▸ Your goal
Using the data below, copy out all lines with the word "NotFinalized".

---------- Excerpted data

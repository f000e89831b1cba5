//! # lf-audit
//!
//! Append-only transition log for LaudoFlow.
//!
//! Every committed status transition is recorded as an [`AuditEntry`] in a
//! JSONL (JSON Lines) log file. Each entry links to the previous one via a
//! SHA-256 hash, so inserting, deleting, or editing an entry breaks the
//! chain and is detectable with [`AuditLog::verify_chain`].
//!
//! ## Quick example
//!
//! ```rust,no_run
//! use lf_audit::{AuditLog, AuditEntry};
//! use uuid::Uuid;
//!
//! let mut log = AuditLog::open("/tmp/transitions.jsonl").unwrap();
//! let mut entry = AuditEntry::new(Uuid::new_v4(), Uuid::new_v4(), "em_andamento", "reprovado")
//!     .with_reason("bateria não testada");
//! log.append(&mut entry).unwrap();
//! ```

pub mod entry;
pub mod error;
pub mod hasher;
pub mod log;

pub use entry::AuditEntry;
pub use error::AuditError;
pub use log::AuditLog;
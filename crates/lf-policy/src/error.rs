// error.rs — Error types for the privilege subsystem.

use std::path::PathBuf;

use thiserror::Error;
use uuid::Uuid;

use lf_laudo::Role;

/// Errors that can occur during privilege administration.
#[derive(Debug, Error)]
pub enum PrivilegeError {
    /// Privileges are only meaningful for technicians; granting one to any
    /// other role is refused outright.
    #[error("privileges can only be granted to tecnicos; user {user_id} has role {role}")]
    NotGrantable { user_id: Uuid, role: Role },

    /// Failed to read or write the privilege file.
    #[error("I/O error at {path}: {source}")]
    Io {
        path: PathBuf,
        source: std::io::Error,
    },

    /// Malformed privilege data on disk.
    #[error("serialization error: {0}")]
    Serialization(#[from] serde_json::Error),
}
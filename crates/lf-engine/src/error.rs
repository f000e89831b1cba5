// error.rs — The engine's failure taxonomy.
//
// Unauthorized / InvalidTransition / MissingReason come up from the
// validator and are surfaced verbatim — client errors, never retried.
// Conflict is recoverable: the caller reloads and may reissue the same
// intent. NotFound is fatal for that request. The rest is ambient I/O.

use std::path::PathBuf;

use thiserror::Error;
use uuid::Uuid;

use lf_audit::AuditError;
use lf_laudo::{LaudoStatus, TransitionError};
use lf_policy::PrivilegeError;

/// Errors that can occur during workflow operations.
#[derive(Debug, Error)]
pub enum EngineError {
    /// Refused by the transition validator or the privilege gate.
    #[error(transparent)]
    Transition(#[from] TransitionError),

    /// The write was conditioned on a version that is no longer current.
    /// The engine never auto-retries — the caller must reload and reissue.
    #[error("stale version for laudo {laudo_id}: expected {expected}, found {found}")]
    Conflict {
        laudo_id: Uuid,
        expected: u64,
        found: u64,
    },

    /// The requested laudo does not exist.
    #[error("laudo not found: {0}")]
    NotFound(Uuid),

    /// Tag annotation requested on a laudo that is not finalized.
    #[error("laudo {laudo_id} is {status}, only finalized laudos can be tagged")]
    NotFinalized {
        laudo_id: Uuid,
        status: LaudoStatus,
    },

    /// The username is already taken in the user directory.
    #[error("username already exists: {0}")]
    DuplicateUsername(String),

    /// A file I/O operation failed.
    #[error("I/O error at {path}: {source}")]
    Io {
        path: PathBuf,
        source: std::io::Error,
    },

    /// Malformed record on disk.
    #[error("serialization error: {0}")]
    Serialization(#[from] serde_json::Error),

    /// The audit append failed; the transition was not committed.
    #[error("audit error: {0}")]
    Audit(#[from] AuditError),

    /// Privilege administration failed.
    #[error("privilege error: {0}")]
    Privilege(#[from] PrivilegeError),
}

impl EngineError {
    /// Stable error kind string for the presentation layer's
    /// `{errorKind, message}` surface.
    pub fn kind(&self) -> &'static str {
        match self {
            EngineError::Transition(TransitionError::Unauthorized { .. }) => "unauthorized",
            EngineError::Transition(TransitionError::InvalidTransition { .. }) => {
                "invalid_transition"
            }
            EngineError::Transition(TransitionError::MissingReason) => "missing_reason",
            EngineError::Conflict { .. } => "conflict",
            EngineError::NotFound(_) => "not_found",
            EngineError::NotFinalized { .. } => "not_finalized",
            EngineError::DuplicateUsername(_) => "duplicate_username",
            EngineError::Io { .. } => "io",
            EngineError::Serialization(_) => "serialization",
            EngineError::Audit(_) => "audit",
            EngineError::Privilege(_) => "privilege",
        }
    }
}
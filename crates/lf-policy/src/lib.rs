//! # lf-policy
//!
//! Privilege resolution for LaudoFlow.
//!
//! Base roles cover most of the approval pipeline; privileges are the
//! delegated, revocable capabilities beyond them — today only
//! `finalize_laudos`, which lets a technician finalize their own laudos.
//!
//! ## Key components
//!
//! - [`PrivilegeGrant`] — one revocable grant record
//! - [`PrivilegeRegistry`] — grant/revoke administration with JSON
//!   persistence; idempotent in both directions
//! - [`resolver`] — the authorization checks consulted by the approval
//!   coordinator and the export layer

pub mod error;
pub mod grant;
pub mod registry;
pub mod resolver;

pub use error::PrivilegeError;
pub use grant::PrivilegeGrant;
pub use registry::PrivilegeRegistry;
pub use resolver::{authorize, can_export};
// laudo.rs — The laudo record: a technical inspection report on a battery.
//
// A laudo is owned by the creating technician and carries a monotonically
// increasing version used for optimistic concurrency at commit time.
// Its `status` field is mutated exclusively through the workflow engine;
// every other collaborator is a read-only consumer.

use chrono::{DateTime, Utc};
use serde::{Deserialize, Serialize};
use uuid::Uuid;

use crate::actor::Actor;
use crate::status::LaudoStatus;

/// Non-workflow annotation attached to a finalized laudo.
///
/// Tags never touch `status` and are the only mutation permitted once a
/// laudo is `finalizado`.
#[derive(Debug, Clone, Serialize, Deserialize, PartialEq, Eq)]
pub struct Tag {
    pub tag: String,
    pub description: Option<String>,
    pub updated_at: DateTime<Utc>,
    /// Username of whoever set the tag.
    pub updated_by: String,
}

/// A technical inspection report routed through the approval pipeline.
#[derive(Debug, Clone, Serialize, Deserialize)]
pub struct Laudo {
    pub id: Uuid,

    /// The client the inspected equipment belongs to.
    pub cliente: String,

    /// The inspected equipment (battery) reference.
    pub equipamento: String,

    /// The technician who created this laudo.
    pub created_by: Uuid,

    /// Current workflow state. Written only by the approval coordinator.
    /// Accepts legacy vocabulary strings on load via the mapping table.
    #[serde(deserialize_with = "crate::status::deserialize_stored")]
    pub status: LaudoStatus,

    pub diagnostico: String,
    pub solucao: String,

    /// Set when rejected; cleared again on resubmission.
    #[serde(default, skip_serializing_if = "Option::is_none")]
    pub rejection_reason: Option<String>,

    /// How many times the owner has resubmitted after a rejection.
    #[serde(default)]
    pub resubmission_count: u32,

    /// Post-finalization annotation.
    #[serde(default, skip_serializing_if = "Option::is_none")]
    pub tag: Option<Tag>,

    /// Optimistic concurrency token. Incremented on every committed write.
    pub version: u64,

    pub created_at: DateTime<Utc>,
    pub updated_at: DateTime<Utc>,
}

impl Laudo {
    /// Create a new draft laudo in `em_andamento`, version 1.
    pub fn new(
        created_by: Uuid,
        cliente: impl Into<String>,
        equipamento: impl Into<String>,
        diagnostico: impl Into<String>,
        solucao: impl Into<String>,
    ) -> Self {
        let now = Utc::now();
        Self {
            id: Uuid::new_v4(),
            cliente: cliente.into(),
            equipamento: equipamento.into(),
            created_by,
            status: LaudoStatus::EmAndamento,
            diagnostico: diagnostico.into(),
            solucao: solucao.into(),
            rejection_reason: None,
            resubmission_count: 0,
            tag: None,
            version: 1,
            created_at: now,
            updated_at: now,
        }
    }

    pub fn is_owner(&self, actor_id: Uuid) -> bool {
        self.created_by == actor_id
    }

    /// Ownership/role visibility rule.
    ///
    /// A technician sees only laudos they created. Admin and encarregado see
    /// everything. Vendedor sees laudos at or past the sales stage.
    pub fn visible_to(&self, actor: &Actor) -> bool {
        if actor.role.sees_all_laudos() {
            return true;
        }
        match actor.role {
            crate::actor::Role::Vendedor => matches!(
                self.status,
                LaudoStatus::AprovadoManutencao
                    | LaudoStatus::AprovadoVendas
                    | LaudoStatus::Finalizado
            ),
            _ => self.is_owner(actor.id),
        }
    }
}

#[cfg(test)]
mod tests {
    use super::*;
    use crate::actor::{Actor, Role};

    fn test_laudo(created_by: Uuid) -> Laudo {
        Laudo::new(
            created_by,
            "Transportes Ipiranga",
            "Bateria tracionária 80V",
            "Células 12-14 sulfatadas",
            "Substituição das células e equalização",
        )
    }

    #[test]
    fn new_laudo_starts_as_draft_at_version_one() {
        let laudo = test_laudo(Uuid::new_v4());
        assert_eq!(laudo.status, LaudoStatus::EmAndamento);
        assert_eq!(laudo.version, 1);
        assert_eq!(laudo.resubmission_count, 0);
        assert!(laudo.rejection_reason.is_none());
        assert!(laudo.tag.is_none());
    }

    #[test]
    fn owner_check() {
        let owner = Uuid::new_v4();
        let laudo = test_laudo(owner);
        assert!(laudo.is_owner(owner));
        assert!(!laudo.is_owner(Uuid::new_v4()));
    }

    #[test]
    fn technician_sees_only_own_laudos() {
        let owner = Uuid::new_v4();
        let laudo = test_laudo(owner);

        let creator = Actor::new(owner, "t1", Role::Tecnico);
        let other = Actor::new(Uuid::new_v4(), "t2", Role::Tecnico);
        assert!(laudo.visible_to(&creator));
        assert!(!laudo.visible_to(&other));
    }

    #[test]
    fn admin_and_encarregado_see_everything() {
        let laudo = test_laudo(Uuid::new_v4());
        let admin = Actor::new(Uuid::new_v4(), "root", Role::Admin);
        let supervisor = Actor::new(Uuid::new_v4(), "chefe", Role::Encarregado);
        assert!(laudo.visible_to(&admin));
        assert!(laudo.visible_to(&supervisor));
    }

    #[test]
    fn vendedor_sees_only_sales_stage_and_beyond() {
        let mut laudo = test_laudo(Uuid::new_v4());
        let vendedor = Actor::new(Uuid::new_v4(), "vend", Role::Vendedor);

        assert!(!laudo.visible_to(&vendedor));
        laudo.status = LaudoStatus::AprovadoManutencao;
        assert!(laudo.visible_to(&vendedor));
        laudo.status = LaudoStatus::Finalizado;
        assert!(laudo.visible_to(&vendedor));
        laudo.status = LaudoStatus::Reprovado;
        assert!(!laudo.visible_to(&vendedor));
    }

    #[test]
    fn serialization_round_trip() {
        let laudo = test_laudo(Uuid::new_v4());
        let json = serde_json::to_string_pretty(&laudo).unwrap();
        let restored: Laudo = serde_json::from_str(&json).unwrap();
        assert_eq!(laudo.id, restored.id);
        assert_eq!(laudo.status, restored.status);
        assert_eq!(laudo.version, restored.version);
    }

    #[test]
    fn optional_fields_omitted_from_json() {
        let laudo = test_laudo(Uuid::new_v4());
        let json = serde_json::to_string(&laudo).unwrap();
        assert!(!json.contains("rejection_reason"));
        assert!(!json.contains("\"tag\""));
    }

    #[test]
    fn deserializes_legacy_status_strings() {
        let mut value = serde_json::to_value(test_laudo(Uuid::new_v4())).unwrap();
        value["status"] = serde_json::json!("aguardando_orcamento");
        let restored: Laudo = serde_json::from_value(value).unwrap();
        assert_eq!(restored.status, LaudoStatus::AprovadoManutencao);
    }

    #[test]
    fn deserializes_pre_counter_records() {
        // Stored laudos from before the resubmission counter existed.
        let mut value = serde_json::to_value(test_laudo(Uuid::new_v4())).unwrap();
        value.as_object_mut().unwrap().remove("resubmission_count");
        let restored: Laudo = serde_json::from_value(value).unwrap();
        assert_eq!(restored.resubmission_count, 0);
    }
}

--------------------

▸ Exercise answer
    NotFinalized {
            EngineError::NotFinalized { .. } => "not_finalized",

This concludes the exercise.